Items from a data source
——————
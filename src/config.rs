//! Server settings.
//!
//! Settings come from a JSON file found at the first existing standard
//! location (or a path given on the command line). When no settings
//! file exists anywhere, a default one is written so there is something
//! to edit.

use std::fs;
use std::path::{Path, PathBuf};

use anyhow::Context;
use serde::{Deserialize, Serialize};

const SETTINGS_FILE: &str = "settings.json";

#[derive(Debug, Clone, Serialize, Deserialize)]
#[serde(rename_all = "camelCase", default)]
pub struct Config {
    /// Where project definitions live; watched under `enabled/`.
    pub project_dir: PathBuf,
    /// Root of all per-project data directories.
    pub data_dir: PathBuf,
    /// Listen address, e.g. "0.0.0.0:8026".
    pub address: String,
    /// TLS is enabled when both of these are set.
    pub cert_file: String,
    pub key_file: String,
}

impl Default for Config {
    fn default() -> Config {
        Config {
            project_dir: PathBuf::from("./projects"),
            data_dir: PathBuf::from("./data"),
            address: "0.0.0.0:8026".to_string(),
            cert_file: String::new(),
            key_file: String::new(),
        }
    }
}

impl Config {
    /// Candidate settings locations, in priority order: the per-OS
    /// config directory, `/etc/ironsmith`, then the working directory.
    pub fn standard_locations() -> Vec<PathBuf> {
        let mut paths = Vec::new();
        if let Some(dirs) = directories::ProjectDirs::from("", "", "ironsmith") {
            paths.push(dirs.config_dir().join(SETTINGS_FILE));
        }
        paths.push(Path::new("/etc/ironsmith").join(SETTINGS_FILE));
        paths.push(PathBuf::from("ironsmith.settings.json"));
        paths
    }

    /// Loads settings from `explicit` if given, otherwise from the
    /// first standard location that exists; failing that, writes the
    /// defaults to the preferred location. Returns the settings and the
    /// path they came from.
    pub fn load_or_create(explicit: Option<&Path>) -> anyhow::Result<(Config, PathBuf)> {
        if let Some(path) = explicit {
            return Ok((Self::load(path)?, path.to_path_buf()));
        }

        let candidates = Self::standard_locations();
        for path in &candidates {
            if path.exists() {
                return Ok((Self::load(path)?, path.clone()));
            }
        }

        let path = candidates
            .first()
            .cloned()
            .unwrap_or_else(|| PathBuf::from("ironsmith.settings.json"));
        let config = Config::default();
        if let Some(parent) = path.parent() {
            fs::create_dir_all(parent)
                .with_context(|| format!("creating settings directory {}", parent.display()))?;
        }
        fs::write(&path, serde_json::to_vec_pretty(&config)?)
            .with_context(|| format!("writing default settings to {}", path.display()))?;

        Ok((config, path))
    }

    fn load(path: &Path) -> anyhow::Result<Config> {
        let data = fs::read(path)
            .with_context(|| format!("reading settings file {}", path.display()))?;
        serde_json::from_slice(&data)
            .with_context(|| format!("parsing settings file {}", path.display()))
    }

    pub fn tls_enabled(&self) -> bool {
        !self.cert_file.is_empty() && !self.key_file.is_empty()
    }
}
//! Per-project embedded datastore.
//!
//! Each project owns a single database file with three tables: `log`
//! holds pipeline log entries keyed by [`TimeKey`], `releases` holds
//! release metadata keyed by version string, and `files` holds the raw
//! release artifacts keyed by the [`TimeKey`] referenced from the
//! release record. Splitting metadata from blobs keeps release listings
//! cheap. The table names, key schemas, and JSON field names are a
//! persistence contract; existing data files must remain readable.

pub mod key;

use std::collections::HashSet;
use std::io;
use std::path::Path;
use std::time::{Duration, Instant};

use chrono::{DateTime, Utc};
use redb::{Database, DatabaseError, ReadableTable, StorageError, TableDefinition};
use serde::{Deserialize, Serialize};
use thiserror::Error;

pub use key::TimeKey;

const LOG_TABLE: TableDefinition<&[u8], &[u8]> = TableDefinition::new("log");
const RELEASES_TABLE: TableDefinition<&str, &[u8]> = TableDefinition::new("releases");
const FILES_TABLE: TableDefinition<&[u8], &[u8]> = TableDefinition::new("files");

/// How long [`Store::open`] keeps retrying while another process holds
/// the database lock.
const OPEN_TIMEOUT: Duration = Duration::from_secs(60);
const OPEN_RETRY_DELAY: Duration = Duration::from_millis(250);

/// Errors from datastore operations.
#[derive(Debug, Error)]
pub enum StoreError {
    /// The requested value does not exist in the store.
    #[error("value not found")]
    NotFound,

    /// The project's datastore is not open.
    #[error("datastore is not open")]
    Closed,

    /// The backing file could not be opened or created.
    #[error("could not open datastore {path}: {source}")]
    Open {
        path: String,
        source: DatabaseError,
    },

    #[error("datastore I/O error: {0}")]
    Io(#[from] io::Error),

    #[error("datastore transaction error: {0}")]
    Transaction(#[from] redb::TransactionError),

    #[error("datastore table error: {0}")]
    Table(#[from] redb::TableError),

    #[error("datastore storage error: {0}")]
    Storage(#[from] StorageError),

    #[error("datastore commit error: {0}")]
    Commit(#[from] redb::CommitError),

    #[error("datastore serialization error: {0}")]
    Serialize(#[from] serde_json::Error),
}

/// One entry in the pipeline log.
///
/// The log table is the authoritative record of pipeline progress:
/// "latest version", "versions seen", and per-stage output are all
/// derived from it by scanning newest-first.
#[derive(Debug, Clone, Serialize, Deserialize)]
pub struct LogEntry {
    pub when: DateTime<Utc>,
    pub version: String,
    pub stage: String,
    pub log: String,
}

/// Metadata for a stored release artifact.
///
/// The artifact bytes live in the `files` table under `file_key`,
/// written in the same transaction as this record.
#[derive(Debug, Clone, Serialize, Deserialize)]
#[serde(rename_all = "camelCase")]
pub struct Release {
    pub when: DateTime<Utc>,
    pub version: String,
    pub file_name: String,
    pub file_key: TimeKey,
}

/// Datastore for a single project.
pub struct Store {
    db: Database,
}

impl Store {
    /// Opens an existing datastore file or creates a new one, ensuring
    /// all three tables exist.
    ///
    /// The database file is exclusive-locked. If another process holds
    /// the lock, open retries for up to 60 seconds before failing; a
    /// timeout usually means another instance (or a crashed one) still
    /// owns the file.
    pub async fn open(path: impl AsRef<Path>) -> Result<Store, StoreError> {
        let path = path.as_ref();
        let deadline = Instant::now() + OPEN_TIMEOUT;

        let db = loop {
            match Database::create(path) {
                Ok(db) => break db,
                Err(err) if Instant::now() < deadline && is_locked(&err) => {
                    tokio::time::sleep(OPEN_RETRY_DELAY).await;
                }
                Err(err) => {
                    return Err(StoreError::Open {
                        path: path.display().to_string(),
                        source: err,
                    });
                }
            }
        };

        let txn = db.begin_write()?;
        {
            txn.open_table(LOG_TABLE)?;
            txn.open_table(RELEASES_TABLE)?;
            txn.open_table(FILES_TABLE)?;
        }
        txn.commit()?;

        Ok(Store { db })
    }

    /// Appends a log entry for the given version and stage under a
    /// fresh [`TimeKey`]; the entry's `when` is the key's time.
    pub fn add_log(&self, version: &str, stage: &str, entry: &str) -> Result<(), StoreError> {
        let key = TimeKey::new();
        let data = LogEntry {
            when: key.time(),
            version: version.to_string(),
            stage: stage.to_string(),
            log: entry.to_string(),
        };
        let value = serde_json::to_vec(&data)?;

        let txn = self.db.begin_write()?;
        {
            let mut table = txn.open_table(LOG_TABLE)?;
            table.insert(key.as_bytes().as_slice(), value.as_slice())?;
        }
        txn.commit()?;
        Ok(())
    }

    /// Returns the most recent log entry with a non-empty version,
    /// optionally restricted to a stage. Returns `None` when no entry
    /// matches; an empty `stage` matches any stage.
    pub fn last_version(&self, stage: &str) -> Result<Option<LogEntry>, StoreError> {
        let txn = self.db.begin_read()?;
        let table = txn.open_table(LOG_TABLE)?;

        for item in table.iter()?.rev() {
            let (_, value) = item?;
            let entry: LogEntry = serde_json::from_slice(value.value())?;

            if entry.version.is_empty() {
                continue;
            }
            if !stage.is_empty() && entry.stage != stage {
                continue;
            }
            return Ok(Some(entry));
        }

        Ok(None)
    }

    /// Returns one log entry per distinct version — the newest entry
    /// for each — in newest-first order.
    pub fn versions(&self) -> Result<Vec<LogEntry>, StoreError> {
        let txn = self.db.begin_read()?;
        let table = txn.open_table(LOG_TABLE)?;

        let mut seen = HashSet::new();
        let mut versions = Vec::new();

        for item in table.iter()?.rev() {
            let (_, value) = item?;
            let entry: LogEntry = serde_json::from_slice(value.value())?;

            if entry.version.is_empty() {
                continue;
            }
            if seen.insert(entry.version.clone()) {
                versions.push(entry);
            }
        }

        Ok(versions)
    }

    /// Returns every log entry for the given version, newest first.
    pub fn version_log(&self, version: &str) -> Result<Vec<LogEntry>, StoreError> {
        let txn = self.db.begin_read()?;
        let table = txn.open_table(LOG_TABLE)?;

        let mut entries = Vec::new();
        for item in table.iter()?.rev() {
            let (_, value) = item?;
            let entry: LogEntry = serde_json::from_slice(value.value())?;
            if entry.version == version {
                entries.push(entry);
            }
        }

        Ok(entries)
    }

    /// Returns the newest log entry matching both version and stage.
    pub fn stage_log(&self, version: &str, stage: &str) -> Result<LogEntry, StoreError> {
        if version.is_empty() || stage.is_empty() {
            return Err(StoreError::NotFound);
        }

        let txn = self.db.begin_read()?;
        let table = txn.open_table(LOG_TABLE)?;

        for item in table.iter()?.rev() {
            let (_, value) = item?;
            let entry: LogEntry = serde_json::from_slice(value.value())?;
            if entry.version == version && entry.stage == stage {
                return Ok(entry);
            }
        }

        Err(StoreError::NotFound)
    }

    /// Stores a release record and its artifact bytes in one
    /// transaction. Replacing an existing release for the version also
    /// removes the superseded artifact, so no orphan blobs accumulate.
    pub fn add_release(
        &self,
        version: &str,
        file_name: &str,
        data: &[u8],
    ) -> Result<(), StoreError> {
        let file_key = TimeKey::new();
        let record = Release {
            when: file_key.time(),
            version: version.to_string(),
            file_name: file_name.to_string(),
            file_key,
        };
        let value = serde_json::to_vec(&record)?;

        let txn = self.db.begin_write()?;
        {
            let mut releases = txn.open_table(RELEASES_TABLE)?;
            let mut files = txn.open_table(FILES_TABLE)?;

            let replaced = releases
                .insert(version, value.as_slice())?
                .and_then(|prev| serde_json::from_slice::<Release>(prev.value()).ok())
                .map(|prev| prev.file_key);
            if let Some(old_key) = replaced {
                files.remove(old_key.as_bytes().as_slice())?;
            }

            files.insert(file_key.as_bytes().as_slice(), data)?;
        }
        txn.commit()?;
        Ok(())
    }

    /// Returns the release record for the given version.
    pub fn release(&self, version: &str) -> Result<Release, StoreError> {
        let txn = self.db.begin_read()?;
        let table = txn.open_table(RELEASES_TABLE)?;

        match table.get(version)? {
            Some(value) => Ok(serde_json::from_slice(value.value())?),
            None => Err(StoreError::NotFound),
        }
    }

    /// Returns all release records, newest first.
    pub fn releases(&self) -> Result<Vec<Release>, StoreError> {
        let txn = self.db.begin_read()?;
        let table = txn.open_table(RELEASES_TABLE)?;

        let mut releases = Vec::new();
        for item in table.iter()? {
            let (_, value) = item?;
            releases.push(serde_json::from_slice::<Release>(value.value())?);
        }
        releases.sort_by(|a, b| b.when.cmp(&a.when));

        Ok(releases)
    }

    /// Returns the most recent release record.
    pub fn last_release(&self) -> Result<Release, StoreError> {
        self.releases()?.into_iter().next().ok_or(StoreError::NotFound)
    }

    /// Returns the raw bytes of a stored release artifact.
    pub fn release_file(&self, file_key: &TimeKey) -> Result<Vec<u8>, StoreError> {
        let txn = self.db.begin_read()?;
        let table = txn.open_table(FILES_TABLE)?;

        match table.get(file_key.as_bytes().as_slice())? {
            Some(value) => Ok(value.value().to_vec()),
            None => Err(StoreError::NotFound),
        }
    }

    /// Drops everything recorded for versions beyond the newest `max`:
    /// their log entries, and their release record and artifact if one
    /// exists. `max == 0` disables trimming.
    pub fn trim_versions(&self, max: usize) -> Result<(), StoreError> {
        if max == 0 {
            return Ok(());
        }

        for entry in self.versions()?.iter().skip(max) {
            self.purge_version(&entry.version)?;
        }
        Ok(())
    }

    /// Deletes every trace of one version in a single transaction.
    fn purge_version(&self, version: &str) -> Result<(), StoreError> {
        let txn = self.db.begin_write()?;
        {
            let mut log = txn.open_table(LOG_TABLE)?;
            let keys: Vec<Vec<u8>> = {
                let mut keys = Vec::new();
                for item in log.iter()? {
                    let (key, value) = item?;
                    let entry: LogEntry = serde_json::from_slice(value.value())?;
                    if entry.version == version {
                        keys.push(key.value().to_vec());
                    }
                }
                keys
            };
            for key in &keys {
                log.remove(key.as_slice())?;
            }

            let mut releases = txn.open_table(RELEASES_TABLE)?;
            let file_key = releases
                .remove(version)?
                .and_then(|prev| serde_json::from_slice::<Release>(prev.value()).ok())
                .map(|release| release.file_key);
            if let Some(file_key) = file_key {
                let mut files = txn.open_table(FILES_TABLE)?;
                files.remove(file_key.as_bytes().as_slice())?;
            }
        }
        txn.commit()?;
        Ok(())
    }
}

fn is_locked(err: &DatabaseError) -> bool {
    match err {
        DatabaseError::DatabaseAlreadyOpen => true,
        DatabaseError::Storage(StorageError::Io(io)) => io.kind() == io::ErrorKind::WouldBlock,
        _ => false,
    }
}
——————
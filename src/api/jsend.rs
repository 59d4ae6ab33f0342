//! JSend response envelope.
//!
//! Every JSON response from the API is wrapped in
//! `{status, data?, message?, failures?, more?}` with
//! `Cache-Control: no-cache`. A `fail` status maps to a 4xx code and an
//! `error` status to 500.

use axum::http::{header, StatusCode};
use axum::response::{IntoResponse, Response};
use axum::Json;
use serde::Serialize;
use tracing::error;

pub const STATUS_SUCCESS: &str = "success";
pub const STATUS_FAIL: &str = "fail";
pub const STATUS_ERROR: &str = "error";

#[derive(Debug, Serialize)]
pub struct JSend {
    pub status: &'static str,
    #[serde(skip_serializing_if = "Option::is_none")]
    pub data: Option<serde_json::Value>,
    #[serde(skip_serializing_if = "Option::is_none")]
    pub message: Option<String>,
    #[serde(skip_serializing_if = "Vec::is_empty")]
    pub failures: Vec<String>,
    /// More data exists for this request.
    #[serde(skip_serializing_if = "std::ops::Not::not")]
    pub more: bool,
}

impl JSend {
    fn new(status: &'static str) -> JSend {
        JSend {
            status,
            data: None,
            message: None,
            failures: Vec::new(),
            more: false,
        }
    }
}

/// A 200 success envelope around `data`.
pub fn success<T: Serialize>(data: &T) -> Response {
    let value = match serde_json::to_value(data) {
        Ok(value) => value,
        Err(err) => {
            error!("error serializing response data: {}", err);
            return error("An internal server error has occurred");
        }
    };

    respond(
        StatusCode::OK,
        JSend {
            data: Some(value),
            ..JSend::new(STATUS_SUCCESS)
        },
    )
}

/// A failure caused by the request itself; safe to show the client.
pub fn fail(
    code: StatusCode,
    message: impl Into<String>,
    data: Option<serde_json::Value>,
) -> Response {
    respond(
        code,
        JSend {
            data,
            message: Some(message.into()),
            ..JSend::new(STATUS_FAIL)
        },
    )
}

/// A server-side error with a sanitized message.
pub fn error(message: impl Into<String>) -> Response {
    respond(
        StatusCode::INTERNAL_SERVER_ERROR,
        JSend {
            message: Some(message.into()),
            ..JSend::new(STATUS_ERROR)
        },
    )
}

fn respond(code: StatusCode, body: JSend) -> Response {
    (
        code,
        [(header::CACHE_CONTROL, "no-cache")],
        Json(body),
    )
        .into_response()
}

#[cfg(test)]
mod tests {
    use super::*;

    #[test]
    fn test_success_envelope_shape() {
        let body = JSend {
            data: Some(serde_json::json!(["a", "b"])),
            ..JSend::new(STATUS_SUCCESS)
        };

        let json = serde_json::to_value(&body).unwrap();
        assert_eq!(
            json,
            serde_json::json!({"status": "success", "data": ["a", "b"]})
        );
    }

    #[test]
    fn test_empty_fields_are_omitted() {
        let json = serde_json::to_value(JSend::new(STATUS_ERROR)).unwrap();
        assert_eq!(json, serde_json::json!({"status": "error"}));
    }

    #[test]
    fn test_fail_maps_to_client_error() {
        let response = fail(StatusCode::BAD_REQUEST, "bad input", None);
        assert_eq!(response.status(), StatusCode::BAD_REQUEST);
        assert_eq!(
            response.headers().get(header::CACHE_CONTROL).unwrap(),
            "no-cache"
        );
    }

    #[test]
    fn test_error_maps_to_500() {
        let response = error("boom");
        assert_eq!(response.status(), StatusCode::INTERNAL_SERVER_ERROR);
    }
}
——————
#### Exercise objective
Where a line of the records holds the word "TimeKey", copy that line.

#### Response area
//! holds pipeline log entries keyed by [`TimeKey`], `releases` holds
//! release artifacts keyed by the [`TimeKey`] referenced from the
pub use key::TimeKey;
    pub file_key: TimeKey,
    /// fresh [`TimeKey`]; the entry's `when` is the key's time.
        let key = TimeKey::new();
        let file_key = TimeKey::new();
    pub fn release_file(&self, file_key: &TimeKey) -> Result<Vec<u8>, StoreError> {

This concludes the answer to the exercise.